Wednesday, February 19, 2014

The Long Road to Mental Efficiency


Cory Elowe



Some people say that runners who seek out ultramarathons are crazy. They insist that it’s a form of masochism where mentally deficient athletes go to destroy their bodies. The physical toll of exerting oneself over 30, 50, 60, 100 miles at a time is enormous. Consider the energetic demands: a study on energy expenditure during the grueling Western States 100-mile Endurance Run in California (originally designed as a horse race over big mountains, occasional snow, rivers, hot valleys, etc.) found that the race required over…drumroll please…13,000 kCal!



Obviously, energetic demands are not the layman’s only deterrent from ultramarathons. A long-term monitoring project, known as the Ultrarunners Longitudinal TRAcking (ULTRA, but they’re reaching on that one) study, has been following approximately 3,000 volunteers for the past few years and found some interesting results. (The use of the prefix “ultra” gets some flak due to the notion that these runners are in some way above and beyond normal runners. I will use it because it is convenient.) Some basic findings are that injuries were common (about 77% of participants), especially stress fractures and knee problems, and silly young runners got the majority of the injuries. There were also many reasons why these ultrarunners ended up in the hospital after events, including dehydration, heat exhaustion, skin lesions, fractures, and concussions. So, why do it?

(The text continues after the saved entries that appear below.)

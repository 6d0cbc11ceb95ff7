use crate::config::ControllerConfiguration;
use crate::control::{AttachedInteractions, EventPropagation};
use crate::display::{DisplayMessenger, DisplayState};
use crate::engine::{InteractionHandle, MapEngine, MapEvent, VectorLayer};
use crate::error::GeomarkError;
use crate::measure::{measure, Measurement};
use crate::mode::{DrawingMode, DrawingModeMachine, DrawingState, ModeCommand};
use crate::shape::Shape;
use crate::store::{FeatureId, ShapeStore};
use geomark_types::cartesian::Point2d;
use geomark_types::geo::impls::GeoPoint2d;
use geomark_types::geo::{GeoPoint, Projection};
use geomark_types::Geom;
use log::{debug, error, info, warn};

/// Drawing tool bound to one map.
///
/// The controller is created with [`InteractionController::mount`] when the map is shown and torn down with
/// [`InteractionController::unmount`]. It owns all state of the tool (pinpoint, drawing mode, drawn shapes and the
/// latest measurement), so any number of maps can have their own controllers.
///
/// All methods run to completion synchronously. Events must be given to the controller in the order the engine
/// delivered them.
pub struct InteractionController<E: MapEngine> {
    engine: E,
    projection: Box<dyn Projection<InPoint = GeoPoint2d, OutPoint = Point2d>>,
    config: ControllerConfiguration,
    store: ShapeStore,
    modes: DrawingModeMachine,
    interactions: AttachedInteractions,
    measurement: Option<Measurement>,
    messenger: Option<Box<dyn DisplayMessenger>>,
}

impl<E: MapEngine> InteractionController<E> {
    /// Sets up the map: renders the base and vector layers, places the pinpoint marker and attaches the draw, modify
    /// and snap interactions.
    pub fn mount(engine: E, config: ControllerConfiguration) -> Result<Self, GeomarkError> {
        let projection = engine
            .crs()
            .get_projection::<GeoPoint2d, Point2d>()
            .ok_or(GeomarkError::UnsupportedCrs)?;

        let mut controller = Self {
            engine,
            projection,
            store: ShapeStore::seed(config.initial_pinpoint()),
            config,
            modes: DrawingModeMachine::default(),
            interactions: AttachedInteractions::default(),
            measurement: None,
            messenger: None,
        };

        controller.engine.set_view(controller.config.view());
        controller
            .engine
            .render_tile_layer(controller.config.tile_layer())?;
        controller.render_pending()?;
        controller.attach_interactions()?;

        info!(
            "drawing tool mounted, pinpoint at ({}, {})",
            controller.store.pinpoint().lon(),
            controller.store.pinpoint().lat()
        );

        Ok(controller)
    }

    /// Detaches all interactions and returns the engine.
    pub fn unmount(mut self) -> E {
        self.interactions.detach_all(&mut self.engine);
        info!("drawing tool unmounted with {} features", self.store.len());

        self.engine
    }

    /// Sets the messenger notified about display changes.
    pub fn set_messenger(&mut self, messenger: Option<impl DisplayMessenger + 'static>) {
        self.messenger = messenger.map(|m| Box::new(m) as Box<dyn DisplayMessenger>);
    }

    /// Selects a drawing mode. Selecting the current mode does nothing.
    ///
    /// On a change all interactions are detached and attached again for the new mode. A draw gesture in progress is
    /// cancelled.
    pub fn select_mode(&mut self, mode: DrawingMode) -> Result<(), GeomarkError> {
        let Some(transition) = self.modes.select(mode) else {
            debug!("drawing mode {mode:?} is already selected");
            return Ok(());
        };

        info!(
            "drawing mode changed: {} -> {}",
            DrawingState::from(transition.from),
            DrawingState::from(transition.to)
        );

        self.interactions.detach_all(&mut self.engine);
        self.attach_interactions()?;
        self.notify_display();

        Ok(())
    }

    /// Applies a user mode command.
    pub fn apply_command(&mut self, command: ModeCommand) -> Result<(), GeomarkError> {
        self.select_mode(command.into())
    }

    /// Handles all pending events of the engine in delivery order. Returns the number of handled events.
    ///
    /// Stops at the first event that fails.
    pub fn process_events(&mut self) -> Result<usize, GeomarkError> {
        let mut count = 0;
        while let Some(event) = self.engine.poll_event() {
            self.handle_event(event)?;
            count += 1;
        }

        Ok(count)
    }

    /// Handles one map event.
    pub fn handle_event(&mut self, event: MapEvent) -> Result<EventPropagation, GeomarkError> {
        let propagation = match event {
            MapEvent::Click {
                hit_feature: Some(feature_id),
                ..
            } => {
                debug!("click on feature {feature_id} is left to other handlers");
                EventPropagation::Propagate
            }
            MapEvent::Click {
                position,
                hit_feature: None,
            } => self.on_click(position)?,
            MapEvent::DrawEnd {
                interaction,
                geometry,
            } => self.on_draw_end(interaction, &geometry)?,
            MapEvent::ModifyEnd {
                interaction,
                features,
            } => self.on_modify_end(interaction, features)?,
        };

        self.render_pending()?;
        Ok(propagation)
    }

    /// Current pinpoint.
    pub fn pinpoint(&self) -> GeoPoint2d {
        self.store.pinpoint()
    }

    /// Current drawing mode.
    pub fn mode(&self) -> DrawingMode {
        self.modes.mode()
    }

    /// Current state of the drawing tool.
    pub fn state(&self) -> DrawingState {
        self.modes.state()
    }

    /// Label of the current drawing mode.
    pub fn mode_label(&self) -> &'static str {
        self.modes.mode().label()
    }

    /// Latest measurement.
    pub fn measurement(&self) -> Option<Measurement> {
        self.measurement
    }

    /// Latest measurement as text, or a placeholder if nothing has been measured yet.
    pub fn measurement_text(&self) -> String {
        self.display().measurement_text()
    }

    /// Snapshot of the values shown to the user.
    pub fn display(&self) -> DisplayState {
        DisplayState {
            mode_label: self.mode_label(),
            measurement: self.measurement,
        }
    }

    /// Drawn features.
    pub fn store(&self) -> &ShapeStore {
        &self.store
    }

    /// Interactions currently attached to the engine.
    pub fn interactions(&self) -> &AttachedInteractions {
        &self.interactions
    }

    /// Configuration the controller was mounted with.
    pub fn config(&self) -> &ControllerConfiguration {
        &self.config
    }

    /// Map engine.
    pub fn engine(&self) -> &E {
        &self.engine
    }

    /// Map engine.
    pub fn engine_mut(&mut self) -> &mut E {
        &mut self.engine
    }

    fn on_click(&mut self, position: Point2d) -> Result<EventPropagation, GeomarkError> {
        let pinpoint = self
            .projection
            .unproject(&position)
            .ok_or(GeomarkError::Projection)?;

        if self.store.set_pinpoint(pinpoint) {
            debug!("pinpoint moved to ({}, {})", pinpoint.lon(), pinpoint.lat());
        }

        Ok(EventPropagation::Stop)
    }

    fn on_draw_end(
        &mut self,
        interaction: InteractionHandle,
        geometry: &Geom<Point2d>,
    ) -> Result<EventPropagation, GeomarkError> {
        if !self.interactions.is_current_draw(interaction) {
            debug!("ignoring draw end of detached interaction {interaction:?}");
            return Ok(EventPropagation::Propagate);
        }

        let shape = self.to_shape(geometry)?;
        if self.modes.draw_kind() != Some(shape.kind()) {
            warn!(
                "draw interaction for {:?} produced a {:?}",
                self.modes.draw_kind(),
                shape.kind()
            );
        }

        let feature = self.store.add_feature(shape);
        debug!("feature {} ({}) drawn", feature.id(), feature.name());
        let measurement = measure(feature.geometry());
        self.set_measurement(measurement);

        Ok(EventPropagation::Stop)
    }

    fn on_modify_end(
        &mut self,
        interaction: InteractionHandle,
        features: Vec<(FeatureId, Geom<Point2d>)>,
    ) -> Result<EventPropagation, GeomarkError> {
        if !self.interactions.is_current_modify(interaction) {
            debug!("ignoring modify end of detached interaction {interaction:?}");
            return Ok(EventPropagation::Propagate);
        }

        let modified_count = features.len();
        let Some((feature_id, geometry)) = features.into_iter().next() else {
            debug!("modify end without features");
            return Ok(EventPropagation::Propagate);
        };

        if modified_count > 1 {
            debug!("{modified_count} features modified, measuring only {feature_id}");
        }

        let shape = self.to_shape(&geometry)?;
        let feature = self.store.replace_geometry(feature_id, shape)?;
        let measurement = measure(feature.geometry());
        self.set_measurement(measurement);

        Ok(EventPropagation::Stop)
    }

    fn to_shape(&self, geometry: &Geom<Point2d>) -> Result<Shape, GeomarkError> {
        Shape::from_projected(geometry, self.projection.as_ref()).inspect_err(|err| {
            error!("rejected {} geometry: {err}", geometry.type_name());
        })
    }

    fn attach_interactions(&mut self) -> Result<(), GeomarkError> {
        if let Some(kind) = self.modes.draw_kind() {
            self.interactions.attach_draw(&mut self.engine, kind)?;
        }

        self.interactions.attach_editing(
            &mut self.engine,
            self.config.modify_tolerance(),
            self.config.snap_tolerance(),
        );

        Ok(())
    }

    fn set_measurement(&mut self, measurement: Measurement) {
        debug!("measured {measurement}");
        self.measurement = Some(measurement);
        self.notify_display();
    }

    fn notify_display(&self) {
        if let Some(messenger) = &self.messenger {
            messenger.display_changed(&self.display());
        }
    }

    fn render_pending(&mut self) -> Result<(), GeomarkError> {
        let updates = self.store.drain_updates();
        if updates.is_empty() {
            return Ok(());
        }

        self.engine.render_vector_layer(VectorLayer {
            features: self.store.features(),
            updates: &updates,
        })
    }
}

I would join the camp of people who insist that it is more about strategy, like a game of chess: figure out what your body really needs and what it thinks it needs, then coax it further with mental games. This is based on the theory that we unconsciously hold back during exercise to prevent fatigue and physical harm. Athletes are realizing more and more that with a calculated approach to figuring out what the body really needs and when you can keep it satisfied and draw the most potential from its obstinate frame.

Doctors have done a wonderful job finding out what endurance athletes really need. Volunteers have been stopping occasionally to donate some blood to science whilst casually jogging or biking for 24 hours at a time, allowing us to see in real time the measures our body takes to preserve itself. First of all, our metabolism goes through certain shifts in fuel sources during the prolonged exercise. The initial energy source is stored in our muscles as creatine phosphate. This gets broken down quite rapidly, acting as more of a jump starter than a battery. At the right pace, our bodies shift into aerobic metabolism where we require oxygen to break down carbohydrates like glucose and glycogen, our primary energy storage molecules. Without constant supplementation, we will deplete these stores in about two hours. This would be okay if we were world-class marathon runners. And if we were only talking about marathon distances.

(http://tinyurl.com/kpvlxxb)
Marathon world record holder William Kipsang at the Berlin Marathon.
No, not the fool in the fluorescent shirt. The other guy.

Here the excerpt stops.